According to director Stephen Hopkins, they "got lots of tarantulas, hand-painted them green and red, and on the floor of the stage placed a little wall up in the shape of an arm and had trainers come in and around the tarantulas." The plan was to simply drop the wall and film the resulting scattering of the spiders. However, after they got the shot they were left with a studio full of around 200 angry tarantulas. Hopkins figures, "We probably carried on shooting on another set, I'm sure. I don't think anyone ever found them again." As far as the director knows, those spiders roamed freely through the studio and escaped into the free world, or maybe it was just somebody else's job to ensure the tarantulas were all accounted for.
Stephen King and comic book writer Frank Miller were offered the job of writing and directing this movie. Alex Proyas was also offered as his his first directed project, but he turned it down because he didn't want to direct sequels and felt it was more fun to make original material.

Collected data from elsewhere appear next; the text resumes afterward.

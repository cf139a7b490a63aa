//! cfgimport
//!
//! Configurable import/export resolution and interface compatibility
//! checking. The work is split across the workspace crates; this package
//! re-exports them and hosts the `cfgimport` command-line tool.
//!
//! - [`model`]: declarations, libraries, the program store and namespaces
//! - [`resolver`]: environments and configured-directive resolution
//! - [`checker`]: structural compatibility between an interface library and
//!   each candidate
//!
//! ```no_run
//! use cfgimport::checker::{Phase, check_compatible};
//! use cfgimport::model::{LibraryBuilder, ParamList, Program, Type};
//! use cfgimport::resolver::{ConfiguredDirective, Environment, resolve};
//!
//! let directive = ConfiguredDirective::import("stub.dart")
//!     .when("dart.library.io", None, "io.dart");
//! let env = Environment::builder().host_library("dart", "io").build();
//! assert_eq!(resolve(&directive, &env), "io.dart");
//!
//! let int = Type::named("dart:core", "int");
//! let program = Program::new()
//!     .with_library(
//!         LibraryBuilder::new("stub.dart")
//!             .function("f", int.clone(), ParamList::new())
//!             .build(),
//!     )
//!     .with_library(LibraryBuilder::new("io.dart").function("f", int, ParamList::new()).build());
//! let stub = program.namespace("stub.dart").unwrap();
//! let io = program.namespace("io.dart").unwrap();
//! let report = check_compatible(&program, &stub, &io, Phase::Full);
//! assert!(report.is_compatible());
//! ```

pub use cfgimport_checker as checker;
pub use cfgimport_common as common;
pub use cfgimport_model as model;
pub use cfgimport_resolver as resolver;

pub mod cli;
pub mod tracing_config;
use super::limits::is_private_name;
use super::*;

#[test]
fn warning_is_not_error() {
    let diag = Diagnostic::warning("a -> b", "f", "missing", "MissingMember");
    assert_eq!(diag.category, DiagnosticCategory::Warning);
    assert!(!diag.is_error());
    assert_eq!(diag.path, "f");
}

#[test]
fn error_keeps_fields() {
    let diag = Diagnostic::error("a -> b", "C.x", "bad", "ClassMismatch");
    assert!(diag.is_error());
    assert_eq!(diag.subject, "a -> b");
    assert_eq!(diag.message_text, "bad");
    assert_eq!(diag.code, "ClassMismatch");
}

#[test]
fn diagnostic_serializes_category_lowercase() {
    let diag = Diagnostic::warning("s", "p", "m", "KindMismatch");
    let json = serde_json::to_value(&diag).expect("serializes");
    assert_eq!(json["category"], "warning");
    assert_eq!(json["code"], "KindMismatch");
}

#[test]
fn private_names_use_underscore_prefix() {
    assert!(is_private_name("_Base"));
    assert!(!is_private_name("Base"));
    assert!(!is_private_name(""));
}
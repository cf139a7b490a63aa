//! Recursion guard for cycle detection and depth limiting in
//! declaration-pair comparison.
//!
//! # Design
//!
//! Comparing a named type can re-enter class comparison, and class graphs are
//! routinely self- or mutually-referential. `RecursionGuard` tracks the
//! declaration pairs currently being compared:
//! 1. **Cycle detection** via a visiting map (`FxHashMap<K, depth>`)
//! 2. **Depth limiting** to prevent stack overflow
//!
//! The guard records the depth at which each key was entered, so a caller
//! that hits a cycle knows which in-progress comparison it is relying on.
//! Keys on the stack are distinct, so a depth limit no smaller than the
//! number of distinct keys is never reached.
//!
//! # Safety
//!
//! - **Debug leak detection**: In debug builds, dropping a guard with active entries
//!   triggers a panic, catching forgotten `leave()` calls.
//! - **Debug double-leave detection**: In debug builds, leaving a key that isn't in
//!   the visiting set triggers a panic.

use rustc_hash::FxHashMap;
use std::hash::Hash;

/// Result of attempting to enter a recursive computation.
#[derive(Debug, Clone, Copy, PartialEq, Eq)]
pub enum RecursionResult {
    /// Proceed with the computation.
    Entered,
    /// This key is already being visited (cycle).
    Cycle,
    /// Maximum recursion depth exceeded.
    DepthExceeded,
}

/// Tracks recursion state for cycle detection and depth limiting.
///
/// ```ignore
/// match guard.enter(key.clone()) {
///     RecursionResult::Entered => {
///         let result = do_work();
///         guard.leave(&key);
///         result
///     }
///     RecursionResult::Cycle => assume_related(),
///     RecursionResult::DepthExceeded => defer(),
/// }
/// ```
pub struct RecursionGuard<K: Hash + Eq + Clone> {
    /// Key -> depth at which it was entered (1-based).
    visiting: FxHashMap<K, u32>,
    depth: u32,
    max_depth: u32,
}

impl<K: Hash + Eq + Clone> RecursionGuard<K> {
    pub fn new(max_depth: u32) -> Self {
        Self {
            visiting: FxHashMap::default(),
            depth: 0,
            max_depth,
        }
    }

    /// Try to enter a recursive computation for `key`.
    ///
    /// On [`RecursionResult::Entered`] the caller **must** call
    /// [`leave`](Self::leave) with the same key when done.
    pub fn enter(&mut self, key: K) -> RecursionResult {
        if self.visiting.contains_key(&key) {
            return RecursionResult::Cycle;
        }
        if self.depth >= self.max_depth {
            return RecursionResult::DepthExceeded;
        }

        self.depth += 1;
        self.visiting.insert(key, self.depth);
        RecursionResult::Entered
    }

    /// Leave a recursive computation for `key`.
    ///
    /// # Debug panics
    ///
    /// In debug builds, panics if `key` is not in the visiting set.
    pub fn leave(&mut self, key: &K) {
        let was_present = self.visiting.remove(key).is_some();

        debug_assert!(
            was_present,
            "RecursionGuard::leave() called with a key that is not in the visiting set. \
             This indicates a double-leave or a leave without a matching enter()."
        );

        self.depth = self.depth.saturating_sub(1);
    }

    /// Depth at which `key` was entered, if it is currently being visited.
    #[inline]
    pub fn entry_depth(&self, key: &K) -> Option<u32> {
        self.visiting.get(key).copied()
    }

    /// Current recursion depth (number of active entries on the stack).
    #[inline]
    pub fn depth(&self) -> u32 {
        self.depth
    }
}

#[cfg(debug_assertions)]
impl<K: Hash + Eq + Clone> Drop for RecursionGuard<K> {
    fn drop(&mut self) {
        if !std::thread::panicking() && !self.visiting.is_empty() {
            panic!(
                "RecursionGuard dropped with {} active entries still in the visiting set. \
                 This indicates leaked enter() calls without matching leave() calls.",
                self.visiting.len(),
            );
        }
    }
}

#[cfg(test)]
#[path = "../tests/recursion_tests.rs"]
mod tests;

Executive producer Sara Risher's original pitch to New Line Cinema for A Nightmare on Elm Street 3: Dream Warriors (1987) was for Freddy to have a baby. Risher states, "I went in, one of the executives was pregnant at the time, and I said, 'Picture Freddy clawing his way out of the womb.' No one liked my idea. So then I got a call for Nightmare 5, and when they came to me they said, 'Remember when you wanted Freddy to have a baby? Well, we like that idea now. What if Alice was the mom?'"

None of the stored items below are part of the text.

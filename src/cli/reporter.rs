use anyhow::{Context, Result};
use colored::Colorize;
use serde::Serialize;

use cfgimport_checker::CompatibilityReport;
use cfgimport_common::{Diagnostic, DiagnosticCategory};

use super::driver::Resolution;

pub struct Reporter {
    color: bool,
}

impl Reporter {
    pub fn new(color: bool) -> Self {
        Reporter { color }
    }

    /// One `directive -> uri` line per resolution.
    pub fn render_resolutions(&self, resolutions: &[Resolution]) -> String {
        let mut out = String::new();
        for resolution in resolutions {
            out.push_str(&resolution.directive);
            out.push_str(" -> ");
            out.push_str(&resolution.uri);
            out.push('\n');
        }
        out
    }

    /// Every report with its findings, followed by a summary line.
    pub fn render_reports(&self, reports: &[CompatibilityReport]) -> String {
        let mut out = String::new();
        for report in reports {
            out.push_str(&self.format_report(report));
        }
        let incompatible = reports.iter().filter(|r| !r.is_compatible()).count();
        let summary = format!(
            "Checked {} pair(s): {} incompatible.",
            reports.len(),
            incompatible
        );
        if self.color && incompatible > 0 {
            out.push_str(&summary.bold().to_string());
        } else {
            out.push_str(&summary);
        }
        out.push('\n');
        out
    }

    pub fn format_report(&self, report: &CompatibilityReport) -> String {
        let subject = format!("{} -> {}", report.interface, report.candidate);
        let subject = if self.color {
            subject.bold().to_string()
        } else {
            subject
        };

        let mut output = if report.is_compatible() {
            let status = if self.color {
                "compatible".green().to_string()
            } else {
                "compatible".to_string()
            };
            format!("{subject}: {status} ({})\n", report.phase)
        } else {
            format!("{subject}: {} finding(s) ({})\n", report.len(), report.phase)
        };

        for diagnostic in report.to_diagnostics() {
            output.push_str("  ");
            output.push_str(&self.format_diagnostic(&diagnostic));
            output.push('\n');
        }
        output
    }

    /// `path - warning Code: message`
    pub fn format_diagnostic(&self, diagnostic: &Diagnostic) -> String {
        let path = if self.color {
            diagnostic.path.cyan().to_string()
        } else {
            diagnostic.path.clone()
        };
        format!(
            "{path} - {} {}: {}",
            self.format_category(diagnostic.category),
            self.format_code(diagnostic.code),
            diagnostic.message_text
        )
    }

    fn format_category(&self, category: DiagnosticCategory) -> String {
        let label = match category {
            DiagnosticCategory::Error => "error",
            DiagnosticCategory::Warning => "warning",
            DiagnosticCategory::Message => "message",
        };

        if !self.color {
            return label.to_string();
        }

        match category {
            DiagnosticCategory::Error => label.red().bold().to_string(),
            DiagnosticCategory::Warning => label.yellow().bold().to_string(),
            DiagnosticCategory::Message => label.cyan().bold().to_string(),
        }
    }

    fn format_code(&self, code: &str) -> String {
        if self.color {
            code.bright_blue().to_string()
        } else {
            code.to_string()
        }
    }
}

/// Pretty-printed JSON, newline-terminated.
pub fn render_json<T: Serialize + ?Sized>(value: &T) -> Result<String> {
    let mut json = serde_json::to_string_pretty(value).context("failed to serialize output")?;
    json.push('\n');
    Ok(json)
}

New Line Cinema gave Stephen Hopkins just four weeks to shoot this film (even less than the 8 weeks or so that Renny Harlin got for A Nightmare on Elm Street 4: The Dream Master (1988)) and a further four weeks for editing. This meant that he had to shoot on one stage while the crew dressed the other, so they could shoot almost continually; in the meanwhile, he also had to oversee special effects work. He said that he managed because he was 28 at the time, and required little sleep. His efforts payed off, because when 20th Century Fox heard of this, they were so impressed that he was given the task of directing Predator 2 (1990).

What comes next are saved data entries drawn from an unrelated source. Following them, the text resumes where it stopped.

//! Visible namespaces.
//!
//! A [`Namespace`] maps each public name of a library to exactly one
//! [`Member`]. It is built from the library's own public declarations plus
//! everything it re-exports, with `show`/`hide` combinators applied per
//! export. Names starting with `_` never appear.

use crate::library::Combinator;
use crate::members::Member;
use crate::program::Program;
use crate::types::DeclRef;
use cfgimport_common::limits::{MAX_REEXPORT_DEPTH, is_private_name};
use indexmap::IndexMap;
use rustc_hash::{FxHashMap, FxHashSet};
use std::fmt;
use std::sync::Arc;
use tracing::{debug, trace};

/// One visible name: the member and the library that declares it.
#[derive(Clone, Debug, PartialEq)]
struct Entry {
    member: Member,
    origin: Arc<str>,
}

#[derive(Clone, Debug, PartialEq)]
pub struct Namespace {
    uri: Arc<str>,
    entries: IndexMap<String, Entry>,
    /// Reverse index: type-level declaration -> visible name.
    visible: FxHashMap<DeclRef, String>,
}

/// Errors raised while building a namespace.
#[derive(Debug, Clone, PartialEq, Eq)]
pub enum NamespaceError {
    UnknownLibrary {
        uri: Arc<str>,
    },
    /// Two different declarations are exported under one name.
    Conflict {
        name: String,
        first: Arc<str>,
        second: Arc<str>,
    },
    ReexportTooDeep {
        uri: Arc<str>,
    },
}

impl fmt::Display for NamespaceError {
    fn fmt(&self, f: &mut fmt::Formatter<'_>) -> fmt::Result {
        match self {
            Self::UnknownLibrary { uri } => write!(f, "library '{uri}' is not loaded"),
            Self::Conflict {
                name,
                first,
                second,
            } => write!(
                f,
                "'{name}' is exported from both '{first}' and '{second}'"
            ),
            Self::ReexportTooDeep { uri } => write!(
                f,
                "re-export chain through '{uri}' exceeds {MAX_REEXPORT_DEPTH} libraries"
            ),
        }
    }
}

impl std::error::Error for NamespaceError {}

impl Namespace {
    /// Build the export namespace of the library at `uri`.
    pub fn export_namespace(program: &Program, uri: &str) -> Result<Self, NamespaceError> {
        let mut visiting = FxHashSet::default();
        let entries = collect_exports(program, uri, 0, &mut visiting)?;
        let uri = program
            .library(uri)
            .map(|lib| lib.uri.clone())
            .unwrap_or_else(|| Arc::from(uri));
        let namespace = Self::from_entries(uri, entries);
        debug!(uri = %namespace.uri, names = namespace.len(), "built export namespace");
        Ok(namespace)
    }

    /// Build a namespace directly from members declared in `uri`.
    ///
    /// Private names are dropped. Later members replace earlier ones with the
    /// same key.
    pub fn from_members(
        uri: impl Into<Arc<str>>,
        members: impl IntoIterator<Item = Member>,
    ) -> Self {
        let uri = uri.into();
        let entries = members
            .into_iter()
            .filter(|member| !is_private_name(member.name()))
            .map(|member| {
                (
                    member.key(),
                    Entry {
                        member,
                        origin: uri.clone(),
                    },
                )
            })
            .collect();
        Self::from_entries(uri, entries)
    }

    fn from_entries(uri: Arc<str>, entries: IndexMap<String, Entry>) -> Self {
        let visible = entries
            .iter()
            .filter_map(|(key, entry)| Some((entry.member.decl()?.clone(), key.clone())))
            .collect();
        Self {
            uri,
            entries,
            visible,
        }
    }

    /// Apply import-side `show`/`hide` combinators.
    pub fn filtered(&self, combinators: &[Combinator]) -> Self {
        let entries = self
            .entries
            .iter()
            .filter(|(key, _)| combinators.iter().all(|c| c.admits(key)))
            .map(|(key, entry)| (key.clone(), entry.clone()))
            .collect();
        Self::from_entries(self.uri.clone(), entries)
    }

    pub fn uri(&self) -> &str {
        &self.uri
    }

    pub fn get(&self, key: &str) -> Option<&Member> {
        self.entries.get(key).map(|entry| &entry.member)
    }

    pub fn contains(&self, key: &str) -> bool {
        self.entries.contains_key(key)
    }

    /// Library that declares the member visible under `key`.
    pub fn origin_of(&self, key: &str) -> Option<&str> {
        self.entries.get(key).map(|entry| &*entry.origin)
    }

    /// Keys in namespace order.
    pub fn names(&self) -> impl Iterator<Item = &str> {
        self.entries.keys().map(String::as_str)
    }

    pub fn members(&self) -> impl Iterator<Item = (&str, &Member)> {
        self.entries
            .iter()
            .map(|(key, entry)| (key.as_str(), &entry.member))
    }

    /// Name under which `decl` is visible, if it is.
    pub fn name_of(&self, decl: &DeclRef) -> Option<&str> {
        self.visible.get(decl).map(String::as_str)
    }

    /// Whether any visible member is a typedef, class or enum.
    pub fn has_type_declarations(&self) -> bool {
        self.entries
            .values()
            .any(|entry| entry.member.kind().is_type_declaration())
    }

    pub fn len(&self) -> usize {
        self.entries.len()
    }

    pub fn is_empty(&self) -> bool {
        self.entries.is_empty()
    }
}

fn collect_exports(
    program: &Program,
    uri: &str,
    depth: u32,
    visiting: &mut FxHashSet<Arc<str>>,
) -> Result<IndexMap<String, Entry>, NamespaceError> {
    let library = program
        .library(uri)
        .ok_or_else(|| NamespaceError::UnknownLibrary { uri: Arc::from(uri) })?;
    if depth > MAX_REEXPORT_DEPTH {
        return Err(NamespaceError::ReexportTooDeep {
            uri: library.uri.clone(),
        });
    }
    visiting.insert(library.uri.clone());

    let mut entries: IndexMap<String, Entry> = library
        .members
        .iter()
        .filter(|(_, member)| !is_private_name(member.name()))
        .map(|(key, member)| {
            (
                key.clone(),
                Entry {
                    member: member.clone(),
                    origin: library.uri.clone(),
                },
            )
        })
        .collect();

    for export in &library.exports {
        if visiting.contains(&export.uri) {
            trace!(from = %library.uri, to = %export.uri, "skipping cyclic re-export");
            continue;
        }
        let exported = collect_exports(program, &export.uri, depth + 1, visiting)?;
        for (key, entry) in exported {
            if !export.combinators.iter().all(|c| c.admits(&key)) {
                continue;
            }
            match entries.get(&key) {
                Some(existing) if existing.origin == entry.origin => {}
                Some(existing) => {
                    return Err(NamespaceError::Conflict {
                        name: key,
                        first: existing.origin.clone(),
                        second: entry.origin,
                    });
                }
                None => {
                    entries.insert(key, entry);
                }
            }
        }
    }

    visiting.remove(&library.uri);
    Ok(entries)
}

#[cfg(test)]
#[path = "../tests/namespace_tests.rs"]
mod tests;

The laughter heard at the end, right before the credits roll, is a clip of Vincent Price laughing at the end of Michael Jackson's song, "Thriller". Price's laughter is sampled at the beginning of Kool Moe Dee's song, "Let's Go", which is played during the film's end credits.
Eric Singer: former drummer for Alice Cooper, Black Sabbath, Badlands, and then-current KISS drummer, as one of the band members on the television show.